[[ TASK MATERIAL open ]]

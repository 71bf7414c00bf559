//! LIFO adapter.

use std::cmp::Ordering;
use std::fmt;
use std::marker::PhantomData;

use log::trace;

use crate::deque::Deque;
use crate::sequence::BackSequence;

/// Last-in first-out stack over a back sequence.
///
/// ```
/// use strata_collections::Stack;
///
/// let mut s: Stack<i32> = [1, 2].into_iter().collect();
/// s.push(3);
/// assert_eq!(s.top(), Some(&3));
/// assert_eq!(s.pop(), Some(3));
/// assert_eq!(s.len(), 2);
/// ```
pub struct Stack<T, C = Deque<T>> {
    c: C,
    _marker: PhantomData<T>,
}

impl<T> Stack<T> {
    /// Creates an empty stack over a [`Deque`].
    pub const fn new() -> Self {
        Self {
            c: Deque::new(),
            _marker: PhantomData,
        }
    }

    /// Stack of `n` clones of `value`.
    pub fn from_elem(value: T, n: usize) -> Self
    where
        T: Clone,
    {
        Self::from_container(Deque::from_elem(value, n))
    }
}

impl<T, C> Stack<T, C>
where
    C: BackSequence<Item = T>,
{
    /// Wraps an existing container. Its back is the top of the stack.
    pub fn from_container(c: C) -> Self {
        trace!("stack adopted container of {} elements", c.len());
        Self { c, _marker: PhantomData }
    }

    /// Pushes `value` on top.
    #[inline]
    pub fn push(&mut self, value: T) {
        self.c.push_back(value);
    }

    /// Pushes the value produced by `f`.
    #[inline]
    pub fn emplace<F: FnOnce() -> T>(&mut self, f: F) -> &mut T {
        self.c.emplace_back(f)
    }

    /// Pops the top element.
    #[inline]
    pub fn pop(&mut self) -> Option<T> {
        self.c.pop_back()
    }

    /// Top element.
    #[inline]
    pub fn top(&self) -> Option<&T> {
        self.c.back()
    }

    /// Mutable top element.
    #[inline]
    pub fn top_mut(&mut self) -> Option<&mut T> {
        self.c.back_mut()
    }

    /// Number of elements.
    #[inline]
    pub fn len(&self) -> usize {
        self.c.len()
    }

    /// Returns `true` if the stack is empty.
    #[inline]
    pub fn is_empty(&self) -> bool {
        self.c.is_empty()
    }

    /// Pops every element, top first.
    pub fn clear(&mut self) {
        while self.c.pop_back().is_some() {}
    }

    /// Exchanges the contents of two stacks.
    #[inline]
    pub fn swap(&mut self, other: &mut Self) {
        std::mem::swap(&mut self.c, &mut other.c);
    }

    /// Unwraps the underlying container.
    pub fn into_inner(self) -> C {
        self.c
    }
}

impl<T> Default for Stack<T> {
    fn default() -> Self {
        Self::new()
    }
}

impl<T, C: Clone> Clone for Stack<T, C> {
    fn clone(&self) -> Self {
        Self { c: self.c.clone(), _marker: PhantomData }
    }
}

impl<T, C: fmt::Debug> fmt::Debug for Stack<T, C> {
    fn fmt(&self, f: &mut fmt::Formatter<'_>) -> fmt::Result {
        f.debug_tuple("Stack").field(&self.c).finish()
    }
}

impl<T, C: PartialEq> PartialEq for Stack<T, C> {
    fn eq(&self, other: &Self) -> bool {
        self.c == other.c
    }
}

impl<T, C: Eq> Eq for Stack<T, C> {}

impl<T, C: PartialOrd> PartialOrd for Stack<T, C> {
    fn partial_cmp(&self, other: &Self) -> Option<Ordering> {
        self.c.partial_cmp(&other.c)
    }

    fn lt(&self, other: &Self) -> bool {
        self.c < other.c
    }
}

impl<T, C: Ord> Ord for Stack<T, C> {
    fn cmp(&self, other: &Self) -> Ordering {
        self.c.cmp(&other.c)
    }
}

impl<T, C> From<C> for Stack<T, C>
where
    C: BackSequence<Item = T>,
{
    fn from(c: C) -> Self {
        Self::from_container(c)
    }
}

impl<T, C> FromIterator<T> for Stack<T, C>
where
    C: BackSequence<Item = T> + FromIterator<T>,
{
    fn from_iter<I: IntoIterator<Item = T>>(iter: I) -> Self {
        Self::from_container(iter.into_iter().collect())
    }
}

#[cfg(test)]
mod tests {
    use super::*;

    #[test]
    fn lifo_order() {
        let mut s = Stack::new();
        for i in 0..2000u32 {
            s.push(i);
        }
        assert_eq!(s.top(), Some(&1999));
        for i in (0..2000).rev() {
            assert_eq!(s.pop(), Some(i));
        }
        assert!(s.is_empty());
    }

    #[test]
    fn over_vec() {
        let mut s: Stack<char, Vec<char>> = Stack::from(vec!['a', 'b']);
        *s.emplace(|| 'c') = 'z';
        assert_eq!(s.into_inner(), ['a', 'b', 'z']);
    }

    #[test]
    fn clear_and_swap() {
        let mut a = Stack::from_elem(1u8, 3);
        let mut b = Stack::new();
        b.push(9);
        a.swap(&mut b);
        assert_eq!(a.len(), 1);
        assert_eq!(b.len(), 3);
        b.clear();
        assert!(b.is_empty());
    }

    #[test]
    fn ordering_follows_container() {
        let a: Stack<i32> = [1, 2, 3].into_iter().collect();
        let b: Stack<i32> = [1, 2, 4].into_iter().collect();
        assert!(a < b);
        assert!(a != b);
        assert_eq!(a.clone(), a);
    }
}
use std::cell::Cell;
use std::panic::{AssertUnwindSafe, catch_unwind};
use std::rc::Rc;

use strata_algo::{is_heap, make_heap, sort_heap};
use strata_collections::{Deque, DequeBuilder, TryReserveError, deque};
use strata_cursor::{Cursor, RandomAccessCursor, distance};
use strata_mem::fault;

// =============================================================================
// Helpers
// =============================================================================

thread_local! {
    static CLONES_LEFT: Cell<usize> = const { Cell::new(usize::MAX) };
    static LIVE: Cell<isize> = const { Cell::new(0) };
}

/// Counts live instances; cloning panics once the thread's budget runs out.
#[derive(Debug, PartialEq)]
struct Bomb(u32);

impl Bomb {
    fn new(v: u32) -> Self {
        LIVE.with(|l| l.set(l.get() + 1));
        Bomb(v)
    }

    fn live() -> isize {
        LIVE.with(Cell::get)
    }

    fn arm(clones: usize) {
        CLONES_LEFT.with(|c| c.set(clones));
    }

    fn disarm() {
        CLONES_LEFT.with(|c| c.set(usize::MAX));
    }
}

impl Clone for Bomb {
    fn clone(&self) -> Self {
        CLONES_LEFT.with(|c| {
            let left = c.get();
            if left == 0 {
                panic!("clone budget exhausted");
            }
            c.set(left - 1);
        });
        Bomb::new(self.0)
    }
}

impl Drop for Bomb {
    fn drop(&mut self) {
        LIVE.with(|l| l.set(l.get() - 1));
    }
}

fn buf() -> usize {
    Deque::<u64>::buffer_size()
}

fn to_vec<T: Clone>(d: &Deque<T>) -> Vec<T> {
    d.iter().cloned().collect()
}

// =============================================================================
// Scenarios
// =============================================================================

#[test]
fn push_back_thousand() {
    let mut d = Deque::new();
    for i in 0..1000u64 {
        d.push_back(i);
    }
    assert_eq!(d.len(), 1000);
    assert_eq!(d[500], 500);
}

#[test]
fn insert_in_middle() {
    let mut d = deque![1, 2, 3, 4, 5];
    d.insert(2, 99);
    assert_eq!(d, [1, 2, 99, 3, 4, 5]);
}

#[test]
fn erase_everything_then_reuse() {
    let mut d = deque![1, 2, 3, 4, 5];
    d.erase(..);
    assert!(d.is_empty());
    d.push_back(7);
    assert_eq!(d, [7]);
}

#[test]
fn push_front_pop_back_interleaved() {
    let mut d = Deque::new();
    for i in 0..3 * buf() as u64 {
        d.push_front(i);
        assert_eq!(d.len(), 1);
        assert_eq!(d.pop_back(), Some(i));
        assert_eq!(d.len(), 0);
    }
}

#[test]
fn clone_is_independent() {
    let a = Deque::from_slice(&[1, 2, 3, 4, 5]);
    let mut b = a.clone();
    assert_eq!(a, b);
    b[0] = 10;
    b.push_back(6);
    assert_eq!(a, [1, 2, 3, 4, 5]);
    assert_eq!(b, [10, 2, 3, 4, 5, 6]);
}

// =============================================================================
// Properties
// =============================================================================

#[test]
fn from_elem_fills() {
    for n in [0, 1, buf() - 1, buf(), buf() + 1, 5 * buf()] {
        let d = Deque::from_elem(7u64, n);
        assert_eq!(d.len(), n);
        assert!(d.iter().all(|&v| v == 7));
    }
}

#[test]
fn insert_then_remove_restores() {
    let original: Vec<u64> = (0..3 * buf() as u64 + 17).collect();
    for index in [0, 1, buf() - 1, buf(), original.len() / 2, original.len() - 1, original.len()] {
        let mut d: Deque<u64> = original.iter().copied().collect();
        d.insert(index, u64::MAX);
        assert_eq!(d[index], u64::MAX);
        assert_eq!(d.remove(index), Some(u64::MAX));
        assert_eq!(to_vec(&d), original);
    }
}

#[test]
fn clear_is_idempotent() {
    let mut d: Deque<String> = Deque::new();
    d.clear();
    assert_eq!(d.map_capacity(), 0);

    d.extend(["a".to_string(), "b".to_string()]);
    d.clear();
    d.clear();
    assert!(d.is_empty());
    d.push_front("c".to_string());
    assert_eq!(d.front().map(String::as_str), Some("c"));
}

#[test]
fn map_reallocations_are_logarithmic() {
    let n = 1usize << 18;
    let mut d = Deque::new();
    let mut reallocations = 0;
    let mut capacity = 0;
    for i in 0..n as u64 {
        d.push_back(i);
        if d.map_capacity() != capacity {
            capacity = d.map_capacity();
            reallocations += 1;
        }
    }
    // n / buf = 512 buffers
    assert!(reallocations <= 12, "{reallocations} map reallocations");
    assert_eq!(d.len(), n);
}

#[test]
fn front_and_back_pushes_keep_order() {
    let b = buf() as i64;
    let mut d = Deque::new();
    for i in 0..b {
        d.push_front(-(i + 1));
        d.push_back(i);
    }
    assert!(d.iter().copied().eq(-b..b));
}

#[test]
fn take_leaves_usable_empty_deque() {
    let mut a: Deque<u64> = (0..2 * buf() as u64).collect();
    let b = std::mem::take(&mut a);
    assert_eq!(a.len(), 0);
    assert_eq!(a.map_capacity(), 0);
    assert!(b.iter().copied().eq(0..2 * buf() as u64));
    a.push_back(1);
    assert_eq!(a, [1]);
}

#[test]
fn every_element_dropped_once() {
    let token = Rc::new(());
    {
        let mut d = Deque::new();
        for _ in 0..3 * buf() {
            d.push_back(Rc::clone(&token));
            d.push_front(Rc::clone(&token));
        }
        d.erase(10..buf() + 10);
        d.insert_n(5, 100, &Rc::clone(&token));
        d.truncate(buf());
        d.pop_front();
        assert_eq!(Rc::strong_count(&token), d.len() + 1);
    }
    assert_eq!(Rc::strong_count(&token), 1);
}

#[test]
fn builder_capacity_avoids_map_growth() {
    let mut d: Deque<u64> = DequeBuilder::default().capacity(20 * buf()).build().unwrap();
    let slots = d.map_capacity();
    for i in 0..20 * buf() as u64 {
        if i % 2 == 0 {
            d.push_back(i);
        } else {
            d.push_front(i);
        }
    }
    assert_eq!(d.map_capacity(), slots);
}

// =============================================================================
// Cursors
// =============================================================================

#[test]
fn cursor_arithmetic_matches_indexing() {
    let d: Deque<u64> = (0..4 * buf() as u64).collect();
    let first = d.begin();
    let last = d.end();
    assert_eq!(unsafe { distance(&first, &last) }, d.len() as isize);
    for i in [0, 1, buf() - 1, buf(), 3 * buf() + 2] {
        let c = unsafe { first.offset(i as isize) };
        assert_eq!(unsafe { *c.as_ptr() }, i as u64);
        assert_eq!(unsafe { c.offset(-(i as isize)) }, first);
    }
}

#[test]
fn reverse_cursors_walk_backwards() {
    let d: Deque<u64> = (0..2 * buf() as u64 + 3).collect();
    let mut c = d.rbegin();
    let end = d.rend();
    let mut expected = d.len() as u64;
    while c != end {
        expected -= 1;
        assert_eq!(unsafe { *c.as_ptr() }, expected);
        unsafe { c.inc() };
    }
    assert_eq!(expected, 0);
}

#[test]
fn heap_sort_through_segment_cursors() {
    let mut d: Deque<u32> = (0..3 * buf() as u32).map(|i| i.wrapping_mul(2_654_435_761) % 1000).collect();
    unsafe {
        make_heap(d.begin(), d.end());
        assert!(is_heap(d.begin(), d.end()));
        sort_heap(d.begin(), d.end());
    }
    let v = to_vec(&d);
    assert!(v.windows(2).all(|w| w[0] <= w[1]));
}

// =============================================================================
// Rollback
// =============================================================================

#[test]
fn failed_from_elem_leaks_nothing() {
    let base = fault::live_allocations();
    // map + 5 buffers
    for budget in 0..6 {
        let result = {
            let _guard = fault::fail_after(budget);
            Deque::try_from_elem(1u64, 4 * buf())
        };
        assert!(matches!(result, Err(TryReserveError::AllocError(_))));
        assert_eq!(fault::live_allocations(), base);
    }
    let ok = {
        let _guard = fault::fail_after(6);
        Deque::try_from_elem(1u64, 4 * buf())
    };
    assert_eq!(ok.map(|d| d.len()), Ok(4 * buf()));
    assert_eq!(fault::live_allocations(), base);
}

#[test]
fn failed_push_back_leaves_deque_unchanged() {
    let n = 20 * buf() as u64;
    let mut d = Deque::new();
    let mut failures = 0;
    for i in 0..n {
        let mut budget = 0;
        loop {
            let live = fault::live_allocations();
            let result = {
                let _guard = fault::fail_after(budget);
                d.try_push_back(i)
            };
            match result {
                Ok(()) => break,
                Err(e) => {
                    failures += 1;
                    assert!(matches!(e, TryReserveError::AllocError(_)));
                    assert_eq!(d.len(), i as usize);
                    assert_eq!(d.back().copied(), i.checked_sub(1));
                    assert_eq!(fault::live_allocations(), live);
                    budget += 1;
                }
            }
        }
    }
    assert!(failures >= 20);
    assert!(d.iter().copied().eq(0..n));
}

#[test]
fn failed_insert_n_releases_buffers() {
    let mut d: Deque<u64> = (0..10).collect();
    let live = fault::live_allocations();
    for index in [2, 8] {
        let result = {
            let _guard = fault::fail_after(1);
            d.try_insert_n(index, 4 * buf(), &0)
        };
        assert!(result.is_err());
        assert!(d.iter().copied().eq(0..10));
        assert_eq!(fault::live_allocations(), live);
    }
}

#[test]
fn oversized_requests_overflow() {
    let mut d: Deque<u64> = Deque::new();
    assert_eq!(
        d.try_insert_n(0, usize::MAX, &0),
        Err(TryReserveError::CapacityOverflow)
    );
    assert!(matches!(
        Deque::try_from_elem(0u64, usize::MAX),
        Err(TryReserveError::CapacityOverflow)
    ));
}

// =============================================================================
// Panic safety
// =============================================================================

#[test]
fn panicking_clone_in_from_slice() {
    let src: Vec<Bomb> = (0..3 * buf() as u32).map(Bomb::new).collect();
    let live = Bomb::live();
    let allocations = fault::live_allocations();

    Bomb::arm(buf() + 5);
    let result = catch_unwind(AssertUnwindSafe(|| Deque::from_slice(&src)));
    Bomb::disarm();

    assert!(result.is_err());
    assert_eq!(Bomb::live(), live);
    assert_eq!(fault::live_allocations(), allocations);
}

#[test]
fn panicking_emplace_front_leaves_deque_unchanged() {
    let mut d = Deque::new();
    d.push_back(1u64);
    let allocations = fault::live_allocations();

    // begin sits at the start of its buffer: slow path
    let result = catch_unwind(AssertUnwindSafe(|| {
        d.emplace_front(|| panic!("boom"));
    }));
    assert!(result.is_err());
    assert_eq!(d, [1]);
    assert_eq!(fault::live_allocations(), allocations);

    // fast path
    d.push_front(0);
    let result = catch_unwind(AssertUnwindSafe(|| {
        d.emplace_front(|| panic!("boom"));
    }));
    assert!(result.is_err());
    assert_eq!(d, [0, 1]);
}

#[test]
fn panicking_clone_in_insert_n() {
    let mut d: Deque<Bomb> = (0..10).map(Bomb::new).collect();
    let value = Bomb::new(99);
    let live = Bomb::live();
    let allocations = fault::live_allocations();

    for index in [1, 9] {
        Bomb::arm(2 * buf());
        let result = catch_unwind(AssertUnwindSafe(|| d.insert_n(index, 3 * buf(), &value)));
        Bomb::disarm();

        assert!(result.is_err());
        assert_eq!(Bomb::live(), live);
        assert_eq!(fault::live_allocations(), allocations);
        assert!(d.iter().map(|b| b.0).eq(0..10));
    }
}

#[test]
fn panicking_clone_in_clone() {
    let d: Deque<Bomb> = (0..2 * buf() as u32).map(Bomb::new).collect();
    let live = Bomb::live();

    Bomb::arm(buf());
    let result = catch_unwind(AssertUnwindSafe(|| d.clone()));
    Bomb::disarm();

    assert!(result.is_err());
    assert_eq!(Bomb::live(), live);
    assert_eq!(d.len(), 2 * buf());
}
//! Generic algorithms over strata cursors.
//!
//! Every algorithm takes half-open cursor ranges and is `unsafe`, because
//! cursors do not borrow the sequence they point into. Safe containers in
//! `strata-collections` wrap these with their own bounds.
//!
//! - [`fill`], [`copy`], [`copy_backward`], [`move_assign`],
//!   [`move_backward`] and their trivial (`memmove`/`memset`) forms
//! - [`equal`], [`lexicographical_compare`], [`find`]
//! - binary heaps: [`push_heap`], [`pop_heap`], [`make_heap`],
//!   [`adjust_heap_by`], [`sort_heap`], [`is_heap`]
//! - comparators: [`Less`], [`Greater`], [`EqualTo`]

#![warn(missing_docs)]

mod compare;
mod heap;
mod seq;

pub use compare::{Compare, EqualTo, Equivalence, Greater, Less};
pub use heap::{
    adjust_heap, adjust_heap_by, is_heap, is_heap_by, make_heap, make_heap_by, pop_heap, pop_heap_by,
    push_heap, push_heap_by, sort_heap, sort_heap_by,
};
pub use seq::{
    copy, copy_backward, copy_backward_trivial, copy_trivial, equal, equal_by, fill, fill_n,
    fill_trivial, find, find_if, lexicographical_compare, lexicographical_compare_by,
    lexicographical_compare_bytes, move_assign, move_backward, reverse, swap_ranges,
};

[[ TASK MATERIAL closed ]]

▶ _EXERCISE DETAILS_:
Each line of the material that holds the string "with" counts once; give the total alone.

▶ _THE ANSWER_:
7